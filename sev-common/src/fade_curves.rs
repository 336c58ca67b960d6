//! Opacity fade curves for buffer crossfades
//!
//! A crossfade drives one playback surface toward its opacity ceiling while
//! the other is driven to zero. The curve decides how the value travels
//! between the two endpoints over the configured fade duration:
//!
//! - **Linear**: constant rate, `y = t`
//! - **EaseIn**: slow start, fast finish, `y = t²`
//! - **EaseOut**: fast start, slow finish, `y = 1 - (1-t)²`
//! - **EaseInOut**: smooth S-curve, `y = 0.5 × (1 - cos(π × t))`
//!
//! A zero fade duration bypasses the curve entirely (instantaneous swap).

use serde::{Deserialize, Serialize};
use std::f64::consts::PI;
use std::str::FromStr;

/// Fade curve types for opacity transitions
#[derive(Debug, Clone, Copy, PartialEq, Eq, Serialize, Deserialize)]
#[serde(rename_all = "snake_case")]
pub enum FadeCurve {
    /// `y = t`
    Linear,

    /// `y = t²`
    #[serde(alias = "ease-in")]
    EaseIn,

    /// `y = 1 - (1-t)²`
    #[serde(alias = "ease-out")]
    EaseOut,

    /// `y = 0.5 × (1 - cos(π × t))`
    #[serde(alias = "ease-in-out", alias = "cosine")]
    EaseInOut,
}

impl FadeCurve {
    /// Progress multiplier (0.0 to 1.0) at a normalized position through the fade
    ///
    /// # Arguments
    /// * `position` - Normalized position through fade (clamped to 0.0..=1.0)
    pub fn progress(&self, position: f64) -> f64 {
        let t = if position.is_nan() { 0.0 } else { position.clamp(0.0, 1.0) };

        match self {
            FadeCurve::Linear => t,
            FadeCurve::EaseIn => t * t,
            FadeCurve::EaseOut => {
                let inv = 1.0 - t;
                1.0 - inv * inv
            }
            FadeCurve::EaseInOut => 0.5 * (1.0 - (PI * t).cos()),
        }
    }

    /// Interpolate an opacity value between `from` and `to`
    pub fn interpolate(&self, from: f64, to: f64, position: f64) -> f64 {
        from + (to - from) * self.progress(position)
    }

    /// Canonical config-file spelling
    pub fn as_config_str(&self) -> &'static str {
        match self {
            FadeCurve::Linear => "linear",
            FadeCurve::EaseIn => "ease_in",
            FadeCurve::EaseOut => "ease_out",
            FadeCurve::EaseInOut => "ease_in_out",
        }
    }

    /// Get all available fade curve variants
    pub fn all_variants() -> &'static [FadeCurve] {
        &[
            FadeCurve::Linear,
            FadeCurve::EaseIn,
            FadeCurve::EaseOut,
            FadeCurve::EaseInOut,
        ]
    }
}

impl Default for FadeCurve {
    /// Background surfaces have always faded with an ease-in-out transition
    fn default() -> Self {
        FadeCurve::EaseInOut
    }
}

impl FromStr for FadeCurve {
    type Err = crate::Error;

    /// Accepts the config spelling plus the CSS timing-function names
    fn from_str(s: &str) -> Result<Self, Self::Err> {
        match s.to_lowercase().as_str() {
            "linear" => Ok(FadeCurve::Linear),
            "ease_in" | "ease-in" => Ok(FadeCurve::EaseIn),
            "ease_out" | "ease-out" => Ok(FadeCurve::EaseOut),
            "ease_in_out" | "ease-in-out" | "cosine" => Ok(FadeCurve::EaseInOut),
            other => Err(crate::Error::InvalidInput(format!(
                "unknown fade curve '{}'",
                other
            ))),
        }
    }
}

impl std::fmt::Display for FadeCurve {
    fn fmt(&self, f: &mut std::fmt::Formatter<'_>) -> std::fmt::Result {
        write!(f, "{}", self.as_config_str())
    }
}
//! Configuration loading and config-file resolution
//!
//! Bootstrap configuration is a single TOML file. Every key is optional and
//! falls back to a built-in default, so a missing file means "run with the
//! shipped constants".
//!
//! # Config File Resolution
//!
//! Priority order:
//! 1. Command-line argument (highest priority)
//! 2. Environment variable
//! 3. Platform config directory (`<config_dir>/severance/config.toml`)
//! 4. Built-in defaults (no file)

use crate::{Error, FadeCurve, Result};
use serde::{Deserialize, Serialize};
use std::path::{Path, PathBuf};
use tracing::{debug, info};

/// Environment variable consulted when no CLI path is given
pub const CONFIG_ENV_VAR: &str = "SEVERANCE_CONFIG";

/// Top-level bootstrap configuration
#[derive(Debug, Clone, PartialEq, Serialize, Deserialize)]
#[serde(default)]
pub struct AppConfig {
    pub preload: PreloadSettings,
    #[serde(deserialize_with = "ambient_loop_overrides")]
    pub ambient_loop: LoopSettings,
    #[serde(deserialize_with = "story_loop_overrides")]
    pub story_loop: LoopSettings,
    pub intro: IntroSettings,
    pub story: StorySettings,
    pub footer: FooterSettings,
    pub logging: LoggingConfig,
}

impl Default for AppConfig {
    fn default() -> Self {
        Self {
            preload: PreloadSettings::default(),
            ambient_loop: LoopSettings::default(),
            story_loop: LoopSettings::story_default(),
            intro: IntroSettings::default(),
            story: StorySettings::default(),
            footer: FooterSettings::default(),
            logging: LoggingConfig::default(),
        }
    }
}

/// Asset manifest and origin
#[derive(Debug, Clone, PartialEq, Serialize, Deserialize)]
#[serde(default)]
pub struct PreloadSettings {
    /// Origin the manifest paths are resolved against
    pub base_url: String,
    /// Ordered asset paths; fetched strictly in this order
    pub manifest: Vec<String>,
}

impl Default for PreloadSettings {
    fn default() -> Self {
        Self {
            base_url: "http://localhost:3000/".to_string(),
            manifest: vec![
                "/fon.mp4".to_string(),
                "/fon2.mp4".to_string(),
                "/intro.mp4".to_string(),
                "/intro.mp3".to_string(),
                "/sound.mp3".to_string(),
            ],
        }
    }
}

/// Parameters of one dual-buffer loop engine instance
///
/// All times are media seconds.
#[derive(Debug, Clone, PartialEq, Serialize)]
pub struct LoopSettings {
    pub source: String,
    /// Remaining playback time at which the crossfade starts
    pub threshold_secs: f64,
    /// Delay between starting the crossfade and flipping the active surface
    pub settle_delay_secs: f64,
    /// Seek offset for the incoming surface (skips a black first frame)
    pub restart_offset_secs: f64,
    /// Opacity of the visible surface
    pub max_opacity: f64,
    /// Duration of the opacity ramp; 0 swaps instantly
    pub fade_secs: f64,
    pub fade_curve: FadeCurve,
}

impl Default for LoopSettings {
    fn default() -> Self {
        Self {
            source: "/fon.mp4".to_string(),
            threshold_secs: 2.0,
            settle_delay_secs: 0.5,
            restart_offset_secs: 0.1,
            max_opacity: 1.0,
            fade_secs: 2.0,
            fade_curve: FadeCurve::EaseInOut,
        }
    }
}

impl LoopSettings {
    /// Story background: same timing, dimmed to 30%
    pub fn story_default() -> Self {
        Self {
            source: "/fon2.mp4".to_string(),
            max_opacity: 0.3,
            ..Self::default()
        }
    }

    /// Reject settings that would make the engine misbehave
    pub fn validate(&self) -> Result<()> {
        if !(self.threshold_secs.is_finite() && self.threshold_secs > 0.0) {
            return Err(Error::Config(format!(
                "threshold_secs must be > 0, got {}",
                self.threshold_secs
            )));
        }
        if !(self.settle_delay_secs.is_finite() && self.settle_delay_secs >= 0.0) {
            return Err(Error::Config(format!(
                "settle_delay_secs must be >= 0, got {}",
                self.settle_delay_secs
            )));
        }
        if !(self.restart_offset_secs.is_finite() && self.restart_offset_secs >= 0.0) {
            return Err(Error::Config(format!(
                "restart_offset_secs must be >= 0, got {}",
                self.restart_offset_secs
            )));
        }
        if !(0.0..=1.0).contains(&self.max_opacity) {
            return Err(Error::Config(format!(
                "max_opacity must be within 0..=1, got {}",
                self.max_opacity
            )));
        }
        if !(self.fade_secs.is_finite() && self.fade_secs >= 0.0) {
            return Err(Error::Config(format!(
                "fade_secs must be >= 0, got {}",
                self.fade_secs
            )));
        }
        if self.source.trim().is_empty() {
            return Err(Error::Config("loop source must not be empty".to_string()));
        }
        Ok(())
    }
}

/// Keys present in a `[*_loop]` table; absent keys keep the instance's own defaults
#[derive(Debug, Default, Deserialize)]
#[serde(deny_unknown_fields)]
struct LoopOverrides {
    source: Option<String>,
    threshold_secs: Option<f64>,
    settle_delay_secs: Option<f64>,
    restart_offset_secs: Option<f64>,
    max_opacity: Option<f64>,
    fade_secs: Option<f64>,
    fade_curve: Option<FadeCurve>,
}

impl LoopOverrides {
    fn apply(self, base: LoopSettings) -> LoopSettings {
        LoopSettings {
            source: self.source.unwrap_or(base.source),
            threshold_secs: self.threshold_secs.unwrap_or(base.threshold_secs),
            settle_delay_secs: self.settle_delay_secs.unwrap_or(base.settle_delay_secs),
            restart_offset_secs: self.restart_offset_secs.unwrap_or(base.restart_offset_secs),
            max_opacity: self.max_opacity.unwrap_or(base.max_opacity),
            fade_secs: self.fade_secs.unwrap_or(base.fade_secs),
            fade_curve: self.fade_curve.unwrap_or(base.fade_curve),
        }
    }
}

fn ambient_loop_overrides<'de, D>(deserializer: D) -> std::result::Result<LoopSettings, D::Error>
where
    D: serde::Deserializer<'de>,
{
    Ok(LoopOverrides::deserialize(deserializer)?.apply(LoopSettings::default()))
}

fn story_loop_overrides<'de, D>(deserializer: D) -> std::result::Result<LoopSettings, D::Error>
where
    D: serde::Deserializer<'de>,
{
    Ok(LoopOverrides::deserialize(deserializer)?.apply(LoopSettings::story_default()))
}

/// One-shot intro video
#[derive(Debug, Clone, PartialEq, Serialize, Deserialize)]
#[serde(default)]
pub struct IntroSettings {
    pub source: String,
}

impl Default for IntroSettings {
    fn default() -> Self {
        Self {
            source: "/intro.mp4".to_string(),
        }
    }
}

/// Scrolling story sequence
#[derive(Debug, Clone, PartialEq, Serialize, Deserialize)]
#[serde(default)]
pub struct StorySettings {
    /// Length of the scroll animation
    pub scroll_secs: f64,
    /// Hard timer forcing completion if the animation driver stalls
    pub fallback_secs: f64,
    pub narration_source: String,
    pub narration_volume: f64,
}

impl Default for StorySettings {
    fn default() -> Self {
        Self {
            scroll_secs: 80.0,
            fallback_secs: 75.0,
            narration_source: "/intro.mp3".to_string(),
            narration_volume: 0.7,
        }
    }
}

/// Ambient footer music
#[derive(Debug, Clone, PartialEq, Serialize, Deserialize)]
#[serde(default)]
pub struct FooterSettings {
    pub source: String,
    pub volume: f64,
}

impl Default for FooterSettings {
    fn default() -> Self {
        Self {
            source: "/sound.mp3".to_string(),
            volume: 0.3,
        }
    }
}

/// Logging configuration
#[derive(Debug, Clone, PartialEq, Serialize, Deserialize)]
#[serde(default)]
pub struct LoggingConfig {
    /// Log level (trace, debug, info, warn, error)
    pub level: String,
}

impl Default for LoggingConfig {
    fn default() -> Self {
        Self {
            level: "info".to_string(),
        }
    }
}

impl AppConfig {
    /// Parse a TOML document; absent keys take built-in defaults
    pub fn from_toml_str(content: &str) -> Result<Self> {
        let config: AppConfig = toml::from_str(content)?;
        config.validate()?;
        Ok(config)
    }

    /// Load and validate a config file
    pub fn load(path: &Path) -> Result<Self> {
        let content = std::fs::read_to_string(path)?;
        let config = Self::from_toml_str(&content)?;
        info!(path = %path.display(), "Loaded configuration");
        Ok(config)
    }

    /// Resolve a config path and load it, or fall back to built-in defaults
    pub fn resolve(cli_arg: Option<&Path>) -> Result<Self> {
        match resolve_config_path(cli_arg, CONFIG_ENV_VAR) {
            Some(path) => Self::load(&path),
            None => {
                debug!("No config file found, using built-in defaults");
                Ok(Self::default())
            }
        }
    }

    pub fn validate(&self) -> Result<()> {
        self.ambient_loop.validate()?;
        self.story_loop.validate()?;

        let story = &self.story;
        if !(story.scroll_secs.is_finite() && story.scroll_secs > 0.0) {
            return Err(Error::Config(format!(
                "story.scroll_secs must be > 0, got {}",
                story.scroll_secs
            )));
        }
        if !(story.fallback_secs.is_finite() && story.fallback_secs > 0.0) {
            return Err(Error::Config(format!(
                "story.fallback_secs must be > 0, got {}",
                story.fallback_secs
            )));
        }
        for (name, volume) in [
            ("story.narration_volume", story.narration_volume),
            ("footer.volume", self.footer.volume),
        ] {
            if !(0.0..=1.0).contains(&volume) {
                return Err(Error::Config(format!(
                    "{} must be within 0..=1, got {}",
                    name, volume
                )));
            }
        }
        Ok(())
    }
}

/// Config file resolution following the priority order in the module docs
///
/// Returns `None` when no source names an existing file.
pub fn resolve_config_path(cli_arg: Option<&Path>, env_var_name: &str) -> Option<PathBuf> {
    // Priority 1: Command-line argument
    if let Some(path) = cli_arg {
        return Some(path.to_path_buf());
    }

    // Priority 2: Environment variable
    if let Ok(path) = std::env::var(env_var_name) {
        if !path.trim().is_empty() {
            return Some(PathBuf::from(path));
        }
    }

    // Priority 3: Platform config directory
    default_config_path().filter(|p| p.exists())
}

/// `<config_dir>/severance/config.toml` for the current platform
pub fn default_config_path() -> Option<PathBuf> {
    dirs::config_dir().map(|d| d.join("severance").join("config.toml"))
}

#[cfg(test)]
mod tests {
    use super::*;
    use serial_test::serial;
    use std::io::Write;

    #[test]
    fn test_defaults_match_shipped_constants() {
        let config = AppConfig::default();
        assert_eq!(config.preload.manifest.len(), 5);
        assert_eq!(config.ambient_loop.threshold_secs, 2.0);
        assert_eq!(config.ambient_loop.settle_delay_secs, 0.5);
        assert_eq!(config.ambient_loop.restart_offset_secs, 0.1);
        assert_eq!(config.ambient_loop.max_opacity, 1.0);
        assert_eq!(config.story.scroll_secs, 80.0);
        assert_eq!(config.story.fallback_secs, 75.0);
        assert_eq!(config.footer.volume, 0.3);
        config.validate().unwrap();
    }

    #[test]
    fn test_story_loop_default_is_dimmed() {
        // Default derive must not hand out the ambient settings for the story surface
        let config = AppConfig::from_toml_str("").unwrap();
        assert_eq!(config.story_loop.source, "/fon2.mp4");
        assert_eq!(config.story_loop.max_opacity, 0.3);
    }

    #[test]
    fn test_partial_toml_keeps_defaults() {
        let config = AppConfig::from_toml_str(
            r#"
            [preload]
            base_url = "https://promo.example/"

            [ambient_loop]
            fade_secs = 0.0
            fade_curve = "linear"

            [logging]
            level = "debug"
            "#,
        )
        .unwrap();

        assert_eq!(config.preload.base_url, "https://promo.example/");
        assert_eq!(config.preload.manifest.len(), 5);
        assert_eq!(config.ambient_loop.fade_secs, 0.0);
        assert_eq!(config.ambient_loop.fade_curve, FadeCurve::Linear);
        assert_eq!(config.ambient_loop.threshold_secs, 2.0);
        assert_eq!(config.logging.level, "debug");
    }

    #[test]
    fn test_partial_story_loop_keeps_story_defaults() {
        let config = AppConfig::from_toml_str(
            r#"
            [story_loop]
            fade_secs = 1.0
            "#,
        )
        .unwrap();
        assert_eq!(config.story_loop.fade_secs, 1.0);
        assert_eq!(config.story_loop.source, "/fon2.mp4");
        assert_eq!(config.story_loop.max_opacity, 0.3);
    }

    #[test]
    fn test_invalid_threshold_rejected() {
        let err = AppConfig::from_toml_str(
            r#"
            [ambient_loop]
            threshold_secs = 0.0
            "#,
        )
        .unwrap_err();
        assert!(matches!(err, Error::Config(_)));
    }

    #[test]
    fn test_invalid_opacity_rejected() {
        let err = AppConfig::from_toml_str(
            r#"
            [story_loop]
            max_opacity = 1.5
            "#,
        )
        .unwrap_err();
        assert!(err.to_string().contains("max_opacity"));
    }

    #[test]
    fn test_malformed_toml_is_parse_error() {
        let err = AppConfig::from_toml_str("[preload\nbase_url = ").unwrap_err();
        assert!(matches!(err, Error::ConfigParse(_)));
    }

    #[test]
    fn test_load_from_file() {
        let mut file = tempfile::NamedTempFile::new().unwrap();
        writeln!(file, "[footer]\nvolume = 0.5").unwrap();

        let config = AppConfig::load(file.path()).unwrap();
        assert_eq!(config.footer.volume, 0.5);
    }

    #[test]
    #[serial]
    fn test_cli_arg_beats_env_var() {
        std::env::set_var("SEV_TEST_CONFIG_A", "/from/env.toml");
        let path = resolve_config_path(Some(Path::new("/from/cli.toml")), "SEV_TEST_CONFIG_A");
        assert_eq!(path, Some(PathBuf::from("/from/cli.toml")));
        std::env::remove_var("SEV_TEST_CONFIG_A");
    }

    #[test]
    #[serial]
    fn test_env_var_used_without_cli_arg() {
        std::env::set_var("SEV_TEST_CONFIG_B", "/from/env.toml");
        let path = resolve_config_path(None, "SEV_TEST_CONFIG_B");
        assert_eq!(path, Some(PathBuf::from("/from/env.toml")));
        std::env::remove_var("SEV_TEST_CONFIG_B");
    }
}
...
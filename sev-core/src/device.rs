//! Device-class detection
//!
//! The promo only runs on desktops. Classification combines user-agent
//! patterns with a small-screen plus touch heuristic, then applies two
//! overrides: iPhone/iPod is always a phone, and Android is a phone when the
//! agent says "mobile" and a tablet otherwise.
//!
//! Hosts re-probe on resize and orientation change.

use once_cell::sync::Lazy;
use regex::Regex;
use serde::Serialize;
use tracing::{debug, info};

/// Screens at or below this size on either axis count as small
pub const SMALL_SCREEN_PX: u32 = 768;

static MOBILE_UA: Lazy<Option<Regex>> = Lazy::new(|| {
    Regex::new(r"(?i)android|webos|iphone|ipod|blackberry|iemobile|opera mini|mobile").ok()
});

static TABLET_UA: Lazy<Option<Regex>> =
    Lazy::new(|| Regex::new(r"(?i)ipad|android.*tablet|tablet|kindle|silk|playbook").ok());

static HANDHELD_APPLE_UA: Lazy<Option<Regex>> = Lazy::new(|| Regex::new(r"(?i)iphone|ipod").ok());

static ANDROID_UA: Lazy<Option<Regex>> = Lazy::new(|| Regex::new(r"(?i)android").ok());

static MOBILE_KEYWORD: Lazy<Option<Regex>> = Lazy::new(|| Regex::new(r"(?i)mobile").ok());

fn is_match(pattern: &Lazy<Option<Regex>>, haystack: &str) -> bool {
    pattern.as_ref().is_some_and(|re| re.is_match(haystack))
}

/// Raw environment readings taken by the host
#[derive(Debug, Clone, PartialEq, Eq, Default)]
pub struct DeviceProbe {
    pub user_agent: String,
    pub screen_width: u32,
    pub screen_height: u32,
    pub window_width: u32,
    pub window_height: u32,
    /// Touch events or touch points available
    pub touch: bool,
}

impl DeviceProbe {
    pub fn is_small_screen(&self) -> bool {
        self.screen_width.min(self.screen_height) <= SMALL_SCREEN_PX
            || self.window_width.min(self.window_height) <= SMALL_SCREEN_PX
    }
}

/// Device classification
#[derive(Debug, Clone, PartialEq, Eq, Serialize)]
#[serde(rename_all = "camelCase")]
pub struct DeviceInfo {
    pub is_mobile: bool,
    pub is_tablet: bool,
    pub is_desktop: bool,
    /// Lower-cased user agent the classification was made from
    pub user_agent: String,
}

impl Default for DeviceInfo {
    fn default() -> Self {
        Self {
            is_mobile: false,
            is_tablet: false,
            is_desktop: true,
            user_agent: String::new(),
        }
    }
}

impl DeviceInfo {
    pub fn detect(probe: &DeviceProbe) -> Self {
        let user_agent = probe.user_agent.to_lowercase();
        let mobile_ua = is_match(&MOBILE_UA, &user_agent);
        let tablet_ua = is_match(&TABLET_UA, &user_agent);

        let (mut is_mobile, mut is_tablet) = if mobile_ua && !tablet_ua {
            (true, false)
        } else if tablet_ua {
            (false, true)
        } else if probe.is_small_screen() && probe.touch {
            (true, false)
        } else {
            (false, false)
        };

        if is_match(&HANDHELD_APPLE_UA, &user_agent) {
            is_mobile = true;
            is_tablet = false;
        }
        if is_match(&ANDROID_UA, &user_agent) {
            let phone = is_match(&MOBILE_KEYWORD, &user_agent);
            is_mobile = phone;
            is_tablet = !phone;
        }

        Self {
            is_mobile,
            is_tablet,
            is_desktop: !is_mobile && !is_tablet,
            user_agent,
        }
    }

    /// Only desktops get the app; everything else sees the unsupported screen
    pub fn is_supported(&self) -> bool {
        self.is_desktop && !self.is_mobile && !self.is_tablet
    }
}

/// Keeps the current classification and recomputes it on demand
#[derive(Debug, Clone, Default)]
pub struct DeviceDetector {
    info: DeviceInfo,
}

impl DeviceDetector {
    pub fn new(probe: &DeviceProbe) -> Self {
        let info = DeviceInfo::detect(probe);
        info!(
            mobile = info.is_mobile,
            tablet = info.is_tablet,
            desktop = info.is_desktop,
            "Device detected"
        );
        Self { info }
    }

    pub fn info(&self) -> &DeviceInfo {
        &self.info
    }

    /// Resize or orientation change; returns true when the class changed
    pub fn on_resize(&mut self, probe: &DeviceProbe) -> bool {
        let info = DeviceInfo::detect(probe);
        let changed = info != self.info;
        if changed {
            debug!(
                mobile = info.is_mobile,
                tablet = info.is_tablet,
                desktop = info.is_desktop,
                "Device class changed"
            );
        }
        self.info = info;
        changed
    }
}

### ACTIVITY
Starting at the line that has "filename sev-common/src/fade_curves.rs" and ending at the line that has "the value travels", please write out the lines above exactly, leaving out all others.

### OUTPUT FOR THIS EXERCISE
filename sev-common/src/fade_curves.rs
repository 336c58ca67b960d6
//! Opacity fade curves for buffer crossfades
//!
//! A crossfade drives one playback surface toward its opacity ceiling while
//! the other is driven to zero. The curve decides how the value travels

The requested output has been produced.